RECORDS FOR THE TASK
use log::{debug, trace};
use std::borrow::Cow;
use std::collections::HashMap;
use std::fmt;
use std::hash::{Hash, Hasher};
use std::ops::Deref;
use std::sync::Arc;

use crate::dtype::DataType;
use crate::expr::Expr;
use crate::ir::{Load, Store, Value};
use crate::utils::join_into_string;
use crate::var::Var;

/// A symbolic n-dimensional array: the memory layout of a tensor, described by expressions.
///
/// A [Buffer] is a cheap, shared handle to an immutable [BufferNode]. Cloning a [Buffer] shares
/// the node; every transformation returns a new [Buffer] and leaves its input untouched. Equality
/// is structural.
#[derive(Clone)]
pub struct Buffer(Arc<BufferNode>);

/// The fields of a [Buffer].
///
/// Invariants:
///  - `strides` is either empty, meaning the buffer is row-major contiguous, or has one entry per
///    dimension of `shape`.
///  - `offset_alignment` is at least 1.
#[derive(Debug, Clone, PartialEq, Eq, Hash)]
pub struct BufferNode {
    pub(crate) data: Var,
    pub(crate) dtype: DataType,
    pub(crate) shape: Vec<Expr>,
    pub(crate) strides: Vec<Expr>,
    pub(crate) elem_offset: Expr,
    pub(crate) name: String,
    pub(crate) scope: String,
    pub(crate) offset_alignment: u32,
}

#[derive(thiserror::Error, Debug, PartialEq, Eq)]
pub enum BufferError {
    #[error("Buffer of rank {rank} given {strides} strides")]
    InvalidLayout { rank: usize, strides: usize },
    #[error("Expected {expected} indices, but got {got}")]
    InvalidIndex { expected: usize, got: usize },
    #[error("Offset alignment must be at least 1, but was {0}")]
    InvalidAlignment(i64),
    #[error("Stored value has {got} lanes, but the buffer's element type has {expected}")]
    LaneMismatch { expected: u16, got: u16 },
    #[error("Integer overflow while computing strides or offsets")]
    Overflow,
}

impl Buffer {
    /// Construct a [Buffer], checking its invariants.
    ///
    /// `byte_offset` is converted to an element offset by dividing by the width in bytes of
    /// `dtype`, lanes included.
    #[allow(clippy::too_many_arguments)]
    pub fn make(
        data: Var,
        dtype: DataType,
        shape: Vec<Expr>,
        strides: Vec<Expr>,
        byte_offset: Expr,
        name: impl Into<String>,
        scope: impl Into<String>,
        offset_alignment: i64,
    ) -> Result<Buffer, BufferError> {
        if !strides.is_empty() && strides.len() != shape.len() {
            return Err(BufferError::InvalidLayout {
                rank: shape.len(),
                strides: strides.len(),
            });
        }
        let offset_alignment = u32::try_from(offset_alignment)
            .ok()
            .filter(|&a| a >= 1)
            .ok_or(BufferError::InvalidAlignment(offset_alignment))?;

        let elem_offset = byte_offset / byte_width(dtype);
        let node = BufferNode {
            data,
            dtype,
            shape,
            strides,
            elem_offset,
            name: name.into(),
            scope: scope.into(),
            offset_alignment,
        };
        debug!("Made buffer {node}");
        Ok(Buffer(Arc::new(node)))
    }

    /// Returns `true` if both handles share the same node.
    pub fn ptr_eq(&self, other: &Buffer) -> bool {
        Arc::ptr_eq(&self.0, &other.0)
    }

    /// Build a load of the value at `index`.
    pub fn make_load(&self, index: &[Expr]) -> Result<Load, BufferError> {
        Ok(Load {
            dtype: self.dtype,
            data: self.data.clone(),
            index: self.flat_offset(index)?,
        })
    }

    /// Build a store of `value` to `index`.
    ///
    /// `value` must either be a scalar, which is broadcast across the lanes of a vector buffer, or
    /// have exactly as many lanes as the buffer's element type.
    pub fn make_store(&self, index: &[Expr], value: impl Into<Value>) -> Result<Store, BufferError> {
        let value = value.into();
        if value.lanes() != 1 && value.lanes() != self.dtype.lanes() {
            return Err(BufferError::LaneMismatch {
                expected: self.dtype.lanes(),
                got: value.lanes(),
            });
        }
        Ok(Store {
            dtype: self.dtype,
            data: self.data.clone(),
            value,
            index: self.flat_offset(index)?,
        })
    }

    /// Returns an equivalent [Buffer] whose strides are explicit.
    ///
    /// If the strides are already explicit, or the buffer has rank 0, this returns a handle to the
    /// same node.
    pub fn with_explicit_strides(&self) -> Result<Buffer, BufferError> {
        if !self.strides.is_empty() || self.shape.is_empty() {
            return Ok(self.clone());
        }
        let mut node = BufferNode::clone(self);
        node.strides = row_major_strides(&self.shape)?;
        debug!("Made strides of {} explicit: {}", self.name, join_into_string(&node.strides, ", "));
        Ok(Buffer(Arc::new(node)))
    }

    /// Returns a [Buffer] viewing the region of `extents` values starting at `begins`.
    ///
    /// The result is kept contiguous (has no explicit strides) if the receiver is contiguous and
    /// the slice spans every dimension but the outermost in full. Otherwise it carries the
    /// receiver's strides. Neither `begins` nor `extents` are checked against the receiver's shape.
    pub fn slice(&self, begins: &[Expr], extents: &[Expr]) -> Result<Buffer, BufferError> {
        self.check_rank(extents.len())?;
        let elem_offset = self.flat_offset(begins)?;

        let strides = if !self.strides.is_empty() {
            self.strides.clone()
        } else if self.slice_stays_contiguous(extents) {
            vec![]
        } else {
            row_major_strides(&self.shape)?
        };

        let node = BufferNode {
            data: self.data.clone(),
            dtype: self.dtype,
            shape: extents.to_vec(),
            strides,
            elem_offset,
            name: self.name.clone(),
            scope: self.scope.clone(),
            offset_alignment: self.offset_alignment,
        };
        debug!("Sliced {} into {node}", self.name);
        Ok(Buffer(Arc::new(node)))
    }

    /// Returns a [Buffer] with variables in its shape, strides, and offset replaced according to
    /// `bindings`. Typically used to bind symbolic dimension sizes to concrete ones.
    pub fn substitute(&self, bindings: &HashMap<Var, Expr>) -> Result<Buffer, BufferError> {
        let mut mapper = |v: &Var| bindings.get(v).cloned().unwrap_or_else(|| v.to_expr());
        let mut subs_all = |exprs: &[Expr]| -> Option<Vec<Expr>> {
            exprs
                .iter()
                .map(|e| e.checked_map_vars(&mut mapper))
                .collect()
        };
        let shape = subs_all(&self.shape).ok_or(BufferError::Overflow)?;
        let strides = subs_all(&self.strides).ok_or(BufferError::Overflow)?;
        let elem_offset = self
            .elem_offset
            .checked_map_vars(&mut mapper)
            .ok_or(BufferError::Overflow)?;
        Ok(Buffer(Arc::new(BufferNode {
            shape,
            strides,
            elem_offset,
            ..BufferNode::clone(self)
        })))
    }

    fn slice_stays_contiguous(&self, extents: &[Expr]) -> bool {
        extents
            .iter()
            .zip(&self.shape)
            .skip(1)
            .all(|(extent, dim)| extent == dim)
    }
}

impl BufferNode {
    pub fn data(&self) -> &Var {
        &self.data
    }

    pub fn dtype(&self) -> DataType {
        self.dtype
    }

    pub fn shape(&self) -> &[Expr] {
        &self.shape
    }

    /// The explicit strides. Empty if the buffer is contiguous.
    pub fn strides(&self) -> &[Expr] {
        &self.strides
    }

    /// The offset of the first value, in units of `dtype` (lanes included).
    pub fn elem_offset(&self) -> &Expr {
        &self.elem_offset
    }

    pub fn name(&self) -> &str {
        &self.name
    }

    /// The storage scope tag. Empty for the default scope.
    pub fn scope(&self) -> &str {
        &self.scope
    }

    /// The storage scope, naming the default scope `"global"`.
    pub fn storage_scope(&self) -> &str {
        if self.scope.is_empty() {
            "global"
        } else {
            &self.scope
        }
    }

    pub fn offset_alignment(&self) -> u32 {
        self.offset_alignment
    }

    pub fn rank(&self) -> usize {
        self.shape.len()
    }

    pub fn is_contiguous(&self) -> bool {
        self.strides.is_empty()
    }

    /// The strides of each dimension: the explicit strides, if any, and otherwise the row-major
    /// strides of the shape.
    pub fn effective_strides(&self) -> Result<Cow<'_, [Expr]>, BufferError> {
        if self.strides.is_empty() {
            Ok(Cow::Owned(row_major_strides(&self.shape)?))
        } else {
            Ok(Cow::Borrowed(&self.strides))
        }
    }

    /// The offset, in units of `dtype`, of the value at `index`.
    pub fn flat_offset(&self, index: &[Expr]) -> Result<Expr, BufferError> {
        self.check_rank(index.len())?;
        let mut offset = self.elem_offset.clone();
        for (idx, stride) in index.iter().zip(self.effective_strides()?.iter()) {
            offset = idx
                .clone()
                .checked_mul(stride.clone())
                .and_then(|term| offset.checked_add(term))
                .ok_or(BufferError::Overflow)?;
        }
        trace!("Offset of {} at [{}] is {offset}", self.name, join_into_string(index, ", "));
        Ok(offset)
    }

    fn check_rank(&self, got: usize) -> Result<(), BufferError> {
        if got != self.rank() {
            return Err(BufferError::InvalidIndex {
                expected: self.rank(),
                got,
            });
        }
        Ok(())
    }
}

/// Construct a contiguous [Buffer] with a fresh data pointer, no offset, and the default scope.
pub fn declare_buffer(shape: Vec<Expr>, dtype: DataType, name: impl Into<String>) -> Buffer {
    let name = name.into();
    let node = BufferNode {
        data: Var::pointer(name.clone(), dtype),
        dtype,
        shape,
        strides: vec![],
        elem_offset: Expr::zero(),
        name,
        scope: String::new(),
        offset_alignment: 1,
    };
    debug!("Declared buffer {node}");
    Buffer(Arc::new(node))
}

/// Like [declare_buffer], for a `float32` buffer named `buffer`.
pub fn declare_buffer_default(shape: Vec<Expr>) -> Buffer {
    declare_buffer(shape, DataType::float32(), "buffer")
}

/// Computes row-major strides: the last dimension has stride 1 and each other dimension's stride
/// is the product of the sizes of the dimensions after it.
///
/// Returns [BufferError::Overflow] if a constant stride does not fit in an `i64`.
pub fn row_major_strides(shape: &[Expr]) -> Result<Vec<Expr>, BufferError> {
    let mut strides = vec![Expr::constant(1); shape.len()];
    for k in (0..shape.len().saturating_sub(1)).rev() {
        strides[k] = strides[k + 1]
            .clone()
            .checked_mul(shape[k + 1].clone())
            .ok_or(BufferError::Overflow)?;
    }
    Ok(strides)
}

/// The width of one `dtype` value in bytes, as an expression coefficient.
fn byte_width(dtype: DataType) -> i64 {
    i64::from(dtype.bytes()).max(1)
}

impl Deref for Buffer {
    type Target = BufferNode;

    fn deref(&self) -> &Self::Target {
        &self.0
    }
}

impl PartialEq for Buffer {
    fn eq(&self, other: &Self) -> bool {
        self.ptr_eq(other) || self.0 == other.0
    }
}

impl Eq for Buffer {}

impl Hash for Buffer {
    fn hash<H: Hasher>(&self, state: &mut H) {
        self.0.hash(state)
    }
}

impl fmt::Debug for Buffer {
    fn fmt(&self, f: &mut fmt::Formatter<'_>) -> fmt::Result {
        fmt::Debug::fmt(&*self.0, f)
    }
}

impl fmt::Display for BufferNode {
    fn fmt(&self, f: &mut fmt::Formatter<'_>) -> fmt::Result {
        write!(
            f,
            "{}: {}[{}]",
            self.name,
            self.dtype,
            join_into_string(&self.shape, ", ")
        )?;
        if !self.strides.is_empty() {
            write!(f, " strides=[{}]", join_into_string(&self.strides, ", "))?;
        }
        if self.elem_offset != 0 {
            write!(f, " offset={}", self.elem_offset)?;
        }
        Ok(())
    }
}

impl fmt::Display for Buffer {
    fn fmt(&self, f: &mut fmt::Formatter<'_>) -> fmt::Result {
        fmt::Display::fmt(&*self.0, f)
    }
}

pub mod macros {
    pub mod internal {
        use crate::expr::Expr;
        use crate::var::Var;

        pub trait IntoExpr {
            fn into_expr(self) -> Expr;
        }
        impl IntoExpr for Expr {
            fn into_expr(self) -> Expr {
                self
            }
        }
        impl IntoExpr for &Expr {
            fn into_expr(self) -> Expr {
                self.clone()
            }
        }
        impl IntoExpr for i64 {
            fn into_expr(self) -> Expr {
                Expr::constant(self)
            }
        }
        impl IntoExpr for Var {
            fn into_expr(self) -> Expr {
                Expr::from(self)
            }
        }
        impl IntoExpr for &Var {
            fn into_expr(self) -> Expr {
                self.to_expr()
            }
        }
    }

    /// Builds a `Vec<Expr>` from integers, [Var](crate::var::Var)s, and
    /// [Expr](crate::expr::Expr)s.
    #[macro_export]
    macro_rules! exprs {
        ($($e:expr),*$(,)*) => {{
            #[allow(unused_imports)]
            use $crate::buffer::macros::internal::IntoExpr;
            // Bind to a variable with an explicit type to help out type inference.
            let v: Vec<$crate::expr::Expr> = vec![ $( ($e).into_expr() ),* ];
            v
        }};
    }
}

WORK TO COMPLETE
Every line above that contains the word "internal" should be reported.

TASK SOLUTION
    pub mod internal {
            use $crate::buffer::macros::internal::IntoExpr;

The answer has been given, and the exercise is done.